StarRocks / starrocks

The world's fastest open query engine for sub-second analytics both on and off the data lakehouse. With the flexibility to support nearly any scenario, StarRocks provides best-in-class performance for multi-dimensional analytics, real-time analytics, and ad-hoc queries.
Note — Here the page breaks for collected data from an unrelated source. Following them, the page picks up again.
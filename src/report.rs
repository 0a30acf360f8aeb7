//! Aggregated analysis report and its writers.
//!
//! [`AnalysisReport`] bundles every analytics operation's output for one
//! `(transcript, filter)` pair into a single serializable structure — the
//! shape handed to an external rendering layer (charts, tables). The
//! writers are thin: JSON for the whole report, CSV for the tabular parts.
//!
//! # Example
//!
//! ```
//! use chatlens::analytics::AuthorFilter;
//! use chatlens::report::AnalysisReport;
//! use chatlens::{Dialect, StopWords, TranscriptParser};
//!
//! let transcript = TranscriptParser::new(Dialect::TwelveHour)
//!     .parse_str("01/01/23, 10:30 am - Alice: Hello there");
//!
//! let report = AnalysisReport::build(
//!     &AuthorFilter::Overall,
//!     &transcript,
//!     &StopWords::default_list(),
//! );
//! assert_eq!(report.stats.messages, 1);
//! ```

use serde::Serialize;

use crate::analytics::{
    AuthorFilter, DailyCount, Heatmap, MonthlyCount, SentimentCounts, Stats, UserShare,
    activity_heatmap, daily_timeline, emoji_frequency, fetch_stats, monthly_activity,
    monthly_timeline, most_busy_users, most_common_words, sentiment_analysis, weekly_activity,
    word_frequency_field,
};
use crate::stopwords::StopWords;
use crate::transcript::Transcript;

#[cfg(any(feature = "json-output", feature = "csv-output"))]
use crate::error::Result;

/// Every analytics result for one `(transcript, filter)` pair.
///
/// `busy_users` and `user_shares` are Overall-scoped by definition and are
/// computed over the whole transcript regardless of `filter`.
#[derive(Debug, Clone, Serialize)]
pub struct AnalysisReport {
    /// The filter the scoped sections were computed under.
    pub filter: String,
    /// Lines the parser dropped while building the transcript.
    pub skipped_lines: usize,
    /// Message/word/media/link counts.
    pub stats: Stats,
    /// Descending (author, message count) ranking, whole transcript.
    pub busy_users: Vec<(String, usize)>,
    /// Percentage-of-total per author, whole transcript.
    pub user_shares: Vec<UserShare>,
    /// Bag-of-words blob for word-cloud rendering.
    pub word_cloud_field: String,
    /// Top-20 (word, count) pairs.
    pub common_words: Vec<(String, usize)>,
    /// Every distinct emoji with its count, descending.
    pub emoji: Vec<(String, usize)>,
    /// Chronological per-month counts.
    pub monthly_timeline: Vec<MonthlyCount>,
    /// Chronological per-date counts.
    pub daily_timeline: Vec<DailyCount>,
    /// Weekday-name counts, descending.
    pub weekly_activity: Vec<(String, usize)>,
    /// Month-name counts, descending.
    pub monthly_activity: Vec<(String, usize)>,
    /// Weekday × hour-bucket grid.
    pub heatmap: Heatmap,
    /// Message counts per sentiment label.
    pub sentiment: SentimentCounts,
}

impl AnalysisReport {
    /// Runs the full analytics suite and collects the results.
    pub fn build(filter: &AuthorFilter, transcript: &Transcript, stop_words: &StopWords) -> Self {
        let (busy_users, user_shares) = most_busy_users(transcript);

        Self {
            filter: filter.to_string(),
            skipped_lines: transcript.skipped().len(),
            stats: fetch_stats(filter, transcript),
            busy_users,
            user_shares,
            word_cloud_field: word_frequency_field(filter, transcript, stop_words),
            common_words: most_common_words(filter, transcript, stop_words),
            emoji: emoji_frequency(filter, transcript),
            monthly_timeline: monthly_timeline(filter, transcript),
            daily_timeline: daily_timeline(filter, transcript),
            weekly_activity: weekly_activity(filter, transcript),
            monthly_activity: monthly_activity(filter, transcript),
            heatmap: activity_heatmap(filter, transcript),
            sentiment: sentiment_analysis(filter, transcript).counts,
        }
    }

    /// Serializes the whole report as pretty-printed JSON.
    #[cfg(feature = "json-output")]
    pub fn to_json(&self) -> Result<String> {
        Ok(serde_json::to_string_pretty(self)?)
    }

    /// Writes the whole report as JSON to `path`.
    #[cfg(feature = "json-output")]
    pub fn write_json(&self, path: &std::path::Path) -> Result<()> {
        std::fs::write(path, self.to_json()?)?;
        Ok(())
    }
}

/// Writes the user-share table as CSV with semicolon delimiter.
///
/// # Format
/// - Delimiter: `;`
/// - Columns: `Author`, `Messages`, `Percentage`
/// - Encoding: UTF-8
#[cfg(feature = "csv-output")]
pub fn write_busy_users_csv(report: &AnalysisReport, path: &std::path::Path) -> Result<()> {
    let file = std::fs::File::create(path)?;
    let mut writer = csv::WriterBuilder::new().delimiter(b';').from_writer(file);

    writer.write_record(["Author", "Messages", "Percentage"])?;
    for ((author, count), share) in report.busy_users.iter().zip(&report.user_shares) {
        writer.write_record([
            author.clone(),
            count.to_string(),
            share.percentage.to_string(),
        ])?;
    }

    writer.flush()?;
    Ok(())
}

/// Writes the daily timeline as CSV with semicolon delimiter.
///
/// Columns: `Date` (ISO 8601), `Messages`.
#[cfg(feature = "csv-output")]
pub fn write_daily_timeline_csv(report: &AnalysisReport, path: &std::path::Path) -> Result<()> {
    let file = std::fs::File::create(path)?;
    let mut writer = csv::WriterBuilder::new().delimiter(b';').from_writer(file);

    writer.write_record(["Date", "Messages"])?;
    for day in &report.daily_timeline {
        writer.write_record([day.date.to_string(), day.messages.to_string()])?;
    }

    writer.flush()?;
    Ok(())
}
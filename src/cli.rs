//! Command-line interface definition using clap.
//!
//! This module defines:
//! - [`Args`] - CLI argument structure (for use with clap)
//! - [`DialectArg`] - Dialect selection as a clap value enum
//!
//! [`DialectArg`] exists so the library's [`Dialect`] stays free of CLI
//! framework derives; convert with `From`:
//!
//! ```rust
//! use chatlens::Dialect;
//! use chatlens::cli::DialectArg;
//!
//! let dialect: Dialect = DialectArg::TwelveHour.into();
//! assert_eq!(dialect, Dialect::TwelveHour);
//! ```

use clap::{Parser, ValueEnum};

use crate::Dialect;

/// Analyze a WhatsApp chat export: activity, word and emoji frequency,
/// sentiment.
#[derive(Parser, Debug, Clone)]
#[command(name = "chatlens")]
#[command(version, about, long_about = None)]
#[command(after_help = "EXAMPLES:
    chatlens chat.txt
    chatlens chat.txt --dialect 12-hour
    chatlens chat.txt --user Alice
    chatlens chat.txt --json report.json
    chatlens chat.txt --stop-words custom_stop_words.txt --csv users.csv")]
pub struct Args {
    /// Path to the exported transcript
    pub input: String,

    /// Timestamp dialect of the export
    #[arg(short, long, value_enum, default_value = "24-hour")]
    pub dialect: DialectArg,

    /// Restrict analysis to one author ("Overall" for everyone)
    #[arg(short, long, default_value = "Overall", value_name = "NAME")]
    pub user: String,

    /// Stop-word list file (whitespace-delimited); built-in list if omitted
    #[arg(long, value_name = "FILE")]
    pub stop_words: Option<String>,

    /// Write the full report as JSON to this path
    #[arg(long, value_name = "FILE")]
    pub json: Option<String>,

    /// Write the busy-users table as CSV to this path
    #[arg(long, value_name = "FILE")]
    pub csv: Option<String>,

    /// How many of the top words/emoji to print
    #[arg(long, default_value_t = 10, value_name = "N")]
    pub top: usize,
}

/// Timestamp dialect options for the CLI.
#[derive(Debug, Clone, Copy, PartialEq, Eq, Hash, ValueEnum)]
pub enum DialectArg {
    /// DD/MM/YY, H:MM am/pm timestamps
    #[value(name = "12-hour", alias = "12")]
    TwelveHour,

    /// DD/MM/YY, HH:MM timestamps
    #[value(name = "24-hour", alias = "24")]
    TwentyFourHour,
}

impl From<DialectArg> for Dialect {
    fn from(arg: DialectArg) -> Self {
        match arg {
            DialectArg::TwelveHour => Dialect::TwelveHour,
            DialectArg::TwentyFourHour => Dialect::TwentyFourHour,
        }
    }
}

impl std::fmt::Display for DialectArg {
    fn fmt(&self, f: &mut std::fmt::Formatter<'_>) -> std::fmt::Result {
        Dialect::from(*self).fmt(f)
    }
}
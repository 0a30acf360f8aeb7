//! Day-of-week and month activity maps, and the weekday × hour heatmap.

use std::collections::BTreeMap;

use chrono::Datelike;
use serde::{Deserialize, Serialize};

use super::{AuthorFilter, filtered, ranked_counts};
use crate::transcript::Transcript;

/// Counts the records in scope per weekday name, descending by count.
///
/// Only weekdays with at least one message appear; callers must not assume
/// all 7 are present. Ties keep their first-encounter order.
pub fn weekly_activity(filter: &AuthorFilter, transcript: &Transcript) -> Vec<(String, usize)> {
    ranked_counts(
        filtered(filter, transcript)
            .filter_map(|r| r.calendar.as_ref())
            .map(|c| c.day_name.clone()),
    )
}

/// Counts the records in scope per month name, descending by count.
pub fn monthly_activity(filter: &AuthorFilter, transcript: &Transcript) -> Vec<(String, usize)> {
    ranked_counts(
        filtered(filter, transcript)
            .filter_map(|r| r.calendar.as_ref())
            .map(|c| c.month_name.clone()),
    )
}

/// Weekday × hour-bucket message counts, 0-filled.
///
/// Rows are the weekdays present, in Monday-first calendar order; columns
/// are the hour buckets present, in hour-of-day order. Every cell of the
/// resulting grid is defined: combinations with no messages hold 0.
#[derive(Debug, Clone, Default, PartialEq, Eq, Serialize, Deserialize)]
pub struct Heatmap {
    /// Row labels: weekday names, Monday first, absent days omitted.
    pub days: Vec<String>,
    /// Column labels: hour-bucket labels, hour order, absent buckets omitted.
    pub buckets: Vec<String>,
    /// `counts[row][column]` message counts, 0 where no messages fall.
    pub counts: Vec<Vec<usize>>,
}

impl Heatmap {
    /// Looks up the count for a day/bucket label pair.
    pub fn get(&self, day: &str, bucket: &str) -> Option<usize> {
        let row = self.days.iter().position(|d| d == day)?;
        let col = self.buckets.iter().position(|b| b == bucket)?;
        Some(self.counts[row][col])
    }

    /// Returns `true` if no record in scope had a timestamp.
    pub fn is_empty(&self) -> bool {
        self.days.is_empty()
    }
}

/// Builds the weekday × hour-bucket heatmap for the records in scope.
///
/// # Example
///
/// ```
/// use chatlens::analytics::{AuthorFilter, activity_heatmap};
/// use chatlens::{Dialect, TranscriptParser};
///
/// // 01/01/23 is a Sunday.
/// let transcript = TranscriptParser::new(Dialect::TwentyFourHour)
///     .parse_str("01/01/23, 10:30 - Alice: hi\n01/01/23, 10:45 - Bob: hello");
///
/// let heatmap = activity_heatmap(&AuthorFilter::Overall, &transcript);
/// assert_eq!(heatmap.get("Sunday", "10-11"), Some(2));
/// ```
pub fn activity_heatmap(filter: &AuthorFilter, transcript: &Transcript) -> Heatmap {
    // Keyed by (weekday index, hour) so labels come out in calendar order.
    let mut cells: BTreeMap<(u32, u32), usize> = BTreeMap::new();
    let mut day_names: BTreeMap<u32, String> = BTreeMap::new();
    let mut bucket_names: BTreeMap<u32, String> = BTreeMap::new();

    for record in filtered(filter, transcript) {
        if let (Some(ts), Some(calendar)) = (record.timestamp, &record.calendar) {
            let day = ts.weekday().num_days_from_monday();
            day_names.entry(day).or_insert_with(|| calendar.day_name.clone());
            bucket_names
                .entry(calendar.hour)
                .or_insert_with(|| calendar.hour_bucket.clone());
            *cells.entry((day, calendar.hour)).or_insert(0) += 1;
        }
    }

    let days: Vec<String> = day_names.values().cloned().collect();
    let buckets: Vec<String> = bucket_names.values().cloned().collect();
    let counts = day_names
        .keys()
        .map(|day| {
            bucket_names
                .keys()
                .map(|hour| cells.get(&(*day, *hour)).copied().unwrap_or(0))
                .collect()
        })
        .collect();

    Heatmap {
        days,
        buckets,
        counts,
    }
}

#[cfg(test)]
mod tests {
    use super::*;
    use crate::dialect::Dialect;
    use crate::parser::TranscriptParser;
    use crate::record::Record;

    fn transcript() -> Transcript {
        // 01/01/23 is a Sunday, 02/01/23 a Monday.
        TranscriptParser::new(Dialect::TwentyFourHour).parse_str(
            "01/01/23, 10:30 - Alice: a\n\
             01/01/23, 10:40 - Bob: b\n\
             01/01/23, 23:10 - Alice: c\n\
             02/01/23, 00:05 - Alice: d\n\
             02/01/23, 10:00 - Bob: e",
        )
    }

    #[test]
    fn test_weekly_activity_descending() {
        let weekly = weekly_activity(&AuthorFilter::Overall, &transcript());
        assert_eq!(
            weekly,
            vec![("Sunday".to_string(), 3), ("Monday".to_string(), 2)]
        );
    }

    #[test]
    fn test_monthly_activity() {
        let monthly = monthly_activity(&AuthorFilter::Overall, &transcript());
        assert_eq!(monthly, vec![("January".to_string(), 5)]);
    }

    #[test]
    fn test_absent_days_absent_from_map() {
        let weekly = weekly_activity(&AuthorFilter::Overall, &transcript());
        assert_eq!(weekly.len(), 2);
        assert!(!weekly.iter().any(|(d, _)| d == "Tuesday"));
    }

    #[test]
    fn test_heatmap_cells() {
        let heatmap = activity_heatmap(&AuthorFilter::Overall, &transcript());

        assert_eq!(heatmap.get("Sunday", "10-11"), Some(2));
        assert_eq!(heatmap.get("Sunday", "23-00"), Some(1));
        assert_eq!(heatmap.get("Monday", "00-1"), Some(1));
        // Defined but empty cell is 0, not missing.
        assert_eq!(heatmap.get("Monday", "23-00"), Some(0));
        // Absent labels are not defined at all.
        assert_eq!(heatmap.get("Tuesday", "10-11"), None);
    }

    #[test]
    fn test_heatmap_label_order() {
        let heatmap = activity_heatmap(&AuthorFilter::Overall, &transcript());
        assert_eq!(heatmap.days, vec!["Monday", "Sunday"]);
        assert_eq!(heatmap.buckets, vec!["00-1", "10-11", "23-00"]);
    }

    #[test]
    fn test_heatmap_skips_null_timestamps() {
        let transcript = Transcript::new(vec![Record::notification("Bob left")], vec![]);
        let heatmap = activity_heatmap(&AuthorFilter::Overall, &transcript);
        assert!(heatmap.is_empty());
    }

    #[test]
    fn test_empty_transcript() {
        assert!(weekly_activity(&AuthorFilter::Overall, &Transcript::default()).is_empty());
        assert!(monthly_activity(&AuthorFilter::Overall, &Transcript::default()).is_empty());
        assert!(activity_heatmap(&AuthorFilter::Overall, &Transcript::default()).is_empty());
    }
}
A Linux Foundation project.
https://starrocks.io
Apache License 2.0
8.94k stars 1.79k forks source link

File external table - s3://parquet - fails to parse but insert into from files works #46838

Open x2ocoder opened 5 months ago

x2ocoder commented 5 months ago

SUCCEEDS: Loading from s3://parquet using "INSERT INTO .. FROM FILES ( "format" = "parquet", "aws.s3....") SUCCEEDS: SELECT * FROM FILES ( "path" = "s3://starrocks-examples/user_behavior_ten_million_rows.parquet",

FAILS: Querying the exact same s3://parquet file using CREATE EXTERNAL TABLE

Since the parquet file loads properly using INSERT INTO FROM FILES, how can the same parquet file have an invalid format for CREATE EXTERNAL TABLE?

Steps to reproduce the behavior (Required)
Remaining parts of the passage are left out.